*Provided data*:
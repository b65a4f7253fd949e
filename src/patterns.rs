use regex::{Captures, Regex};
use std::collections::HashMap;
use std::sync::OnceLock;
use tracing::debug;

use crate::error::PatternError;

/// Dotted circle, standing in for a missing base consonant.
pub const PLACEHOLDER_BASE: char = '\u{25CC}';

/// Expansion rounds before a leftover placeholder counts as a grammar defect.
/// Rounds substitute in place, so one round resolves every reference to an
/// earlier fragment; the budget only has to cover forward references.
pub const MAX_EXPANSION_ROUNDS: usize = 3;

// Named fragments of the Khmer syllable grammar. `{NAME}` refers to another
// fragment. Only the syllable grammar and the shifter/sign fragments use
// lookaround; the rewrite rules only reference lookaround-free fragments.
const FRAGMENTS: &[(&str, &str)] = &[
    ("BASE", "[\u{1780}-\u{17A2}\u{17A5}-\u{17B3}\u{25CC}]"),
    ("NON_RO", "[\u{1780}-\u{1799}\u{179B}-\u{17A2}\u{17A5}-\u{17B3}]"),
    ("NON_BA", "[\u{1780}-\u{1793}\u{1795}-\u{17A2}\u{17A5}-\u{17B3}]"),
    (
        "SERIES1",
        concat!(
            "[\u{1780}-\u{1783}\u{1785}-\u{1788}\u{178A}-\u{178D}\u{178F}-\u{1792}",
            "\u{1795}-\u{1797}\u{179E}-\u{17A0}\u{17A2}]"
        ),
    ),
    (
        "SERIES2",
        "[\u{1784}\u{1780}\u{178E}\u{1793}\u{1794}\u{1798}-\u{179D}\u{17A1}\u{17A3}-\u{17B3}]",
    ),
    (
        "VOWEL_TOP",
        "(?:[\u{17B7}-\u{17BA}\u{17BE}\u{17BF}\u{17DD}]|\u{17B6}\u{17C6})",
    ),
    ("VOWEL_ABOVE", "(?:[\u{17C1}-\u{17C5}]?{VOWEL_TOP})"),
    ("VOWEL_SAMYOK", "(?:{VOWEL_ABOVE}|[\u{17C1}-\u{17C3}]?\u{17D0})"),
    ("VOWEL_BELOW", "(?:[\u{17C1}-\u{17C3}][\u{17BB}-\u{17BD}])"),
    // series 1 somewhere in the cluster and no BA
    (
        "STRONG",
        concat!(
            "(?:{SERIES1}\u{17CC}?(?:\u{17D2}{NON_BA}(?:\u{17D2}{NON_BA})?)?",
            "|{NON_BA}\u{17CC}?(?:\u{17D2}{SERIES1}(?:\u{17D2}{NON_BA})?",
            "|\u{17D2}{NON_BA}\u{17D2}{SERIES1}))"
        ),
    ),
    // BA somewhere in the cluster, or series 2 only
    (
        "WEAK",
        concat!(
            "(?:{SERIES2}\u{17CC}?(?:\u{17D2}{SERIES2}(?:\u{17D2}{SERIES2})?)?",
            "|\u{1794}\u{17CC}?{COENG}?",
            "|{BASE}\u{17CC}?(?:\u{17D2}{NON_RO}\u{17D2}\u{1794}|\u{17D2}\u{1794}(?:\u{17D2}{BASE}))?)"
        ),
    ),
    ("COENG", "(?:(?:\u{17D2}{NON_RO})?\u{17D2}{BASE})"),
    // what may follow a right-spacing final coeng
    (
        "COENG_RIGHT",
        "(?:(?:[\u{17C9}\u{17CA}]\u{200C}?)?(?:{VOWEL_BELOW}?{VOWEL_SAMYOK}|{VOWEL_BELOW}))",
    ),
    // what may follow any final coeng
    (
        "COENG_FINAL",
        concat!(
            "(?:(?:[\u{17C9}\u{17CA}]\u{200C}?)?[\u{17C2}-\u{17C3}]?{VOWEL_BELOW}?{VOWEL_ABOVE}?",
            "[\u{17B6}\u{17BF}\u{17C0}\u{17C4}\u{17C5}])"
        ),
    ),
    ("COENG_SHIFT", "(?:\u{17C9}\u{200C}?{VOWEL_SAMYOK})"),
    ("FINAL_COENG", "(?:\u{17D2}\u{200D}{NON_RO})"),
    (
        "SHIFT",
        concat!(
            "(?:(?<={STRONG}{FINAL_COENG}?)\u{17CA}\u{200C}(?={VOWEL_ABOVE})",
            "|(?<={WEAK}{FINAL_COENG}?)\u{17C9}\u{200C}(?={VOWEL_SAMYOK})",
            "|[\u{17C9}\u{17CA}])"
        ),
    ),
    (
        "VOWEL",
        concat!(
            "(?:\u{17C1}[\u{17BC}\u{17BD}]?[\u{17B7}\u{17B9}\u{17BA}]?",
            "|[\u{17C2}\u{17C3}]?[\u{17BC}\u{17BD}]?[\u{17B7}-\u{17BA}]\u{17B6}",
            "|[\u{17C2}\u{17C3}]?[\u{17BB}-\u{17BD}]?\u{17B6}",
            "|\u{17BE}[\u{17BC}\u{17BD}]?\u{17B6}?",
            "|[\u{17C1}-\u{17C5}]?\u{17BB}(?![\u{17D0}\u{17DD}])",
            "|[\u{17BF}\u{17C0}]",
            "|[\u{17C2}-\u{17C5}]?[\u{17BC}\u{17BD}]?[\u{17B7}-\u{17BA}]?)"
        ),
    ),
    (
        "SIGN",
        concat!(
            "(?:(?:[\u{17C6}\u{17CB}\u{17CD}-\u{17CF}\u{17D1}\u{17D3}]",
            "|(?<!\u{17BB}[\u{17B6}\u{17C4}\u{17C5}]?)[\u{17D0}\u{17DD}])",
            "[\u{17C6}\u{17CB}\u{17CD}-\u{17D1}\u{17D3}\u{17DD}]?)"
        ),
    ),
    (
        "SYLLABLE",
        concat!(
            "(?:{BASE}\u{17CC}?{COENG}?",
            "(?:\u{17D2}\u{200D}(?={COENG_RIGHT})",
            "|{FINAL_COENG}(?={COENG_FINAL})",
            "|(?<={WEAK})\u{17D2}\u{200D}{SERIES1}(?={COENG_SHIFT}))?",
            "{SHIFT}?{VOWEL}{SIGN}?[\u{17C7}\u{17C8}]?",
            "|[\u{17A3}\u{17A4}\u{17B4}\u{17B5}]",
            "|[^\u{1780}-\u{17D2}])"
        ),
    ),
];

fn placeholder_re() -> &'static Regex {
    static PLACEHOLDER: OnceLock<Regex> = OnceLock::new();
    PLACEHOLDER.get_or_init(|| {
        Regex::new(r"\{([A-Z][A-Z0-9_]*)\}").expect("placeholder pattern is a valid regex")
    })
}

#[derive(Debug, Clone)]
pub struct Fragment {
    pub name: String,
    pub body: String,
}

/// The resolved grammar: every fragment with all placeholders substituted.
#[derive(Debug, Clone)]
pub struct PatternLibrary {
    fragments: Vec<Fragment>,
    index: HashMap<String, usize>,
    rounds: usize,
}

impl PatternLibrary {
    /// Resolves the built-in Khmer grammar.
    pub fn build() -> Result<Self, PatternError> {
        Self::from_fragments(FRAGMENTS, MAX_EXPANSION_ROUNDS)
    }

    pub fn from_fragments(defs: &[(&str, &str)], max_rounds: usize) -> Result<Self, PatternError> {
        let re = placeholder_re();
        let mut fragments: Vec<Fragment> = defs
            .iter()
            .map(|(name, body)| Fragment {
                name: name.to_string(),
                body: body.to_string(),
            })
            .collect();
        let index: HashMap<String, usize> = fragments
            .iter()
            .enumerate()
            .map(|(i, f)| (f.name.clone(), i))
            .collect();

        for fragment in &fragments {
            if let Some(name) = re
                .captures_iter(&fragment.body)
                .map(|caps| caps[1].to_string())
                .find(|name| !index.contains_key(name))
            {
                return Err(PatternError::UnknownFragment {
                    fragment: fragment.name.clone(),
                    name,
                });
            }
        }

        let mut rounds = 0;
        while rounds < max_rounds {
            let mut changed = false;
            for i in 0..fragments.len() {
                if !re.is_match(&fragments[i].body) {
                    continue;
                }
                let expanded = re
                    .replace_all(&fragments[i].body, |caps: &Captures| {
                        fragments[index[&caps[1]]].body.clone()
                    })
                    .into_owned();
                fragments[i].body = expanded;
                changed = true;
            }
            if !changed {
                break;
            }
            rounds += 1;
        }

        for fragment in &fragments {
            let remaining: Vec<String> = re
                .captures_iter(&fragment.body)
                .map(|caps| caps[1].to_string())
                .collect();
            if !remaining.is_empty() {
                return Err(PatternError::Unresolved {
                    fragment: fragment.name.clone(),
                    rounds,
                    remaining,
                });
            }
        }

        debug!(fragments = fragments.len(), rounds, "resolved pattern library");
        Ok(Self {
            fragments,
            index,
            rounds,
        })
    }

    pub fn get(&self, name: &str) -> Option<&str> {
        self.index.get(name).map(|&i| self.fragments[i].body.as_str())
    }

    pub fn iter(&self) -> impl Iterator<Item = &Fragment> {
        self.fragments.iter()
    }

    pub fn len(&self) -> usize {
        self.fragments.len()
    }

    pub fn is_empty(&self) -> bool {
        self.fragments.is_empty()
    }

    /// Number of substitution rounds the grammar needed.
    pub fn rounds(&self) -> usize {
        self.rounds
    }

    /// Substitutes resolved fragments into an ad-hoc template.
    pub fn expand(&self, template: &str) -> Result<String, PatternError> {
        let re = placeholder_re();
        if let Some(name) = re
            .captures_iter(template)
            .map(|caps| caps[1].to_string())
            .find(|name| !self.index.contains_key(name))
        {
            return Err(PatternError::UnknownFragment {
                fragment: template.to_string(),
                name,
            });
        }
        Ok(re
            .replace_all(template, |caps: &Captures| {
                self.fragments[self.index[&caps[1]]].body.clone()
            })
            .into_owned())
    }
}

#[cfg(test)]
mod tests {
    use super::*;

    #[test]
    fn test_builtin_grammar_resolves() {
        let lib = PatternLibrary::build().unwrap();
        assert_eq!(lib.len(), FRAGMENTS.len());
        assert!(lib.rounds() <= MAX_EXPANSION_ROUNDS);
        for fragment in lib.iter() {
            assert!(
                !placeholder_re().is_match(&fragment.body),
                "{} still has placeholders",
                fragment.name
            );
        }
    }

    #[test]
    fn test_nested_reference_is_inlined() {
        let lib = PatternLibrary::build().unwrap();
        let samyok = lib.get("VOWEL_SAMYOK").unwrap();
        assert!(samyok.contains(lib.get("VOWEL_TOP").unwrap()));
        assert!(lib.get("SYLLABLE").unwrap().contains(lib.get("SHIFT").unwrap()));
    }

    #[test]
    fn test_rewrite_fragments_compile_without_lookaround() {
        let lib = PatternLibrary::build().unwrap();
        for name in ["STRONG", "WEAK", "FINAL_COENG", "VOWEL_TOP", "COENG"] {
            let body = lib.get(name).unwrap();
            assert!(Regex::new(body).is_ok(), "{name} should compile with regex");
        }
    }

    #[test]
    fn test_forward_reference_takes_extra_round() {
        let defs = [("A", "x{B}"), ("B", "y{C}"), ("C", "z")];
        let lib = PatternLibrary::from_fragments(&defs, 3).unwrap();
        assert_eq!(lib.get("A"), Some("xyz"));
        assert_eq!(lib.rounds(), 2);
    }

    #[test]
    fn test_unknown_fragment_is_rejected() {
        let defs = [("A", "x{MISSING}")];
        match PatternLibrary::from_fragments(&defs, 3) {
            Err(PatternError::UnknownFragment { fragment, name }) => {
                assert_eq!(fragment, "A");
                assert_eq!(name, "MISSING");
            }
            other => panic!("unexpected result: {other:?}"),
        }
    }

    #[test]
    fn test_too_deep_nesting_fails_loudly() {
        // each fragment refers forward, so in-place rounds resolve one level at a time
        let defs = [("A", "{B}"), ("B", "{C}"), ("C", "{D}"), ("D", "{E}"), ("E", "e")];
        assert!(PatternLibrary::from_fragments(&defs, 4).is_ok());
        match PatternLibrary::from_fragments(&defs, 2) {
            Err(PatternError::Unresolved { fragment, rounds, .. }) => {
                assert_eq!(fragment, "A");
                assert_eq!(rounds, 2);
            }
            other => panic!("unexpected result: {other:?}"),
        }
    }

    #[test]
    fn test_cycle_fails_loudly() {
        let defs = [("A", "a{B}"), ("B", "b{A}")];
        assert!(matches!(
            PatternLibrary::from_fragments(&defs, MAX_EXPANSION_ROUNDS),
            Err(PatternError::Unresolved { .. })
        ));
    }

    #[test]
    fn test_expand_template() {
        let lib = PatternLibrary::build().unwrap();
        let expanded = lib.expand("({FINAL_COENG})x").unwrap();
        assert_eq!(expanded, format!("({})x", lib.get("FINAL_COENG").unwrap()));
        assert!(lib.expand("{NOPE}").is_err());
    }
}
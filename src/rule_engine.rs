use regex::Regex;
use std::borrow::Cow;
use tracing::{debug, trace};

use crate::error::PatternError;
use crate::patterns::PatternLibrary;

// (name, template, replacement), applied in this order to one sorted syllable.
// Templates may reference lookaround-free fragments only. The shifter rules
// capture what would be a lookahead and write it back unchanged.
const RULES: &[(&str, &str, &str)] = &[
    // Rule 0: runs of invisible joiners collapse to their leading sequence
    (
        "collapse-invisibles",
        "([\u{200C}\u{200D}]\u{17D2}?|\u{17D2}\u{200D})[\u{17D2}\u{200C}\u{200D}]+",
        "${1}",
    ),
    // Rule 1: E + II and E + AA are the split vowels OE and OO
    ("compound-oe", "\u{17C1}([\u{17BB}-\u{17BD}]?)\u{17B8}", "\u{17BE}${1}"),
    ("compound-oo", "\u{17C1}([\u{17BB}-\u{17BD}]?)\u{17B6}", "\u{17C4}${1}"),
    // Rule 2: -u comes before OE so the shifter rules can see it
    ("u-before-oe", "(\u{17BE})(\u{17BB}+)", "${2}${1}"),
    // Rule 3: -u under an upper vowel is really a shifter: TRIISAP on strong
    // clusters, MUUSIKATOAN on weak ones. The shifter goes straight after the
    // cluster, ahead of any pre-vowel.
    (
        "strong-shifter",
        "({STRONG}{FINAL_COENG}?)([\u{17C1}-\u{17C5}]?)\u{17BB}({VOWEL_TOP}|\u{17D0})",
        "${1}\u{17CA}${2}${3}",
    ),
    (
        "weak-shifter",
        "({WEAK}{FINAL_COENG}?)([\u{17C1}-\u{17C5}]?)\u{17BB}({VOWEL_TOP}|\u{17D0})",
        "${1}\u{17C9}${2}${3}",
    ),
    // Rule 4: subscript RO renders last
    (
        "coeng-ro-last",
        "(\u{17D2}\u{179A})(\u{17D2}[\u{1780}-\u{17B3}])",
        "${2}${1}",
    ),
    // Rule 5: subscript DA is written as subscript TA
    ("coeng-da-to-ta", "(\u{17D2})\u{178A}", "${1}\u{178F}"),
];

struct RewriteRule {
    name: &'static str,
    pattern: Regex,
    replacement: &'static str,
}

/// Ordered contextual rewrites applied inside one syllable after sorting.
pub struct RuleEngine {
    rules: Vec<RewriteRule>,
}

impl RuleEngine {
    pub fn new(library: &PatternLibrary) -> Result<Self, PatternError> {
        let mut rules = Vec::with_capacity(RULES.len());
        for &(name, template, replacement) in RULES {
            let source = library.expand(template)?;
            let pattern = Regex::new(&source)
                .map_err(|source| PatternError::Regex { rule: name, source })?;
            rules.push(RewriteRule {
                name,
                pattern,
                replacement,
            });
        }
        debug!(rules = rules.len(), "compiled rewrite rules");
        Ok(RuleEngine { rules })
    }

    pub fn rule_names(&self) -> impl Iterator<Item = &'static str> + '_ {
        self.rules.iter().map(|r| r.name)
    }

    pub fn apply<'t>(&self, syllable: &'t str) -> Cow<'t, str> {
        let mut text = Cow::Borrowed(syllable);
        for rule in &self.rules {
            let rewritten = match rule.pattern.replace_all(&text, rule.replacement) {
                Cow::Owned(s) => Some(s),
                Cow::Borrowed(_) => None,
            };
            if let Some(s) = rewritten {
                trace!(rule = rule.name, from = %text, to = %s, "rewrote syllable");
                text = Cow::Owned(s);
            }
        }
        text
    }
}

*Problem details*:
Copy the lines that hold the word "unwrap". Take them from the records above.

*Completed task*:
        let lib = PatternLibrary::build().unwrap();
        let lib = PatternLibrary::build().unwrap();
        let samyok = lib.get("VOWEL_SAMYOK").unwrap();
        assert!(samyok.contains(lib.get("VOWEL_TOP").unwrap()));
        assert!(lib.get("SYLLABLE").unwrap().contains(lib.get("SHIFT").unwrap()));
        let lib = PatternLibrary::build().unwrap();
            let body = lib.get(name).unwrap();
        let lib = PatternLibrary::from_fragments(&defs, 3).unwrap();
        let lib = PatternLibrary::build().unwrap();
        let expanded = lib.expand("({FINAL_COENG})x").unwrap();
        assert_eq!(expanded, format!("({})x", lib.get("FINAL_COENG").unwrap()));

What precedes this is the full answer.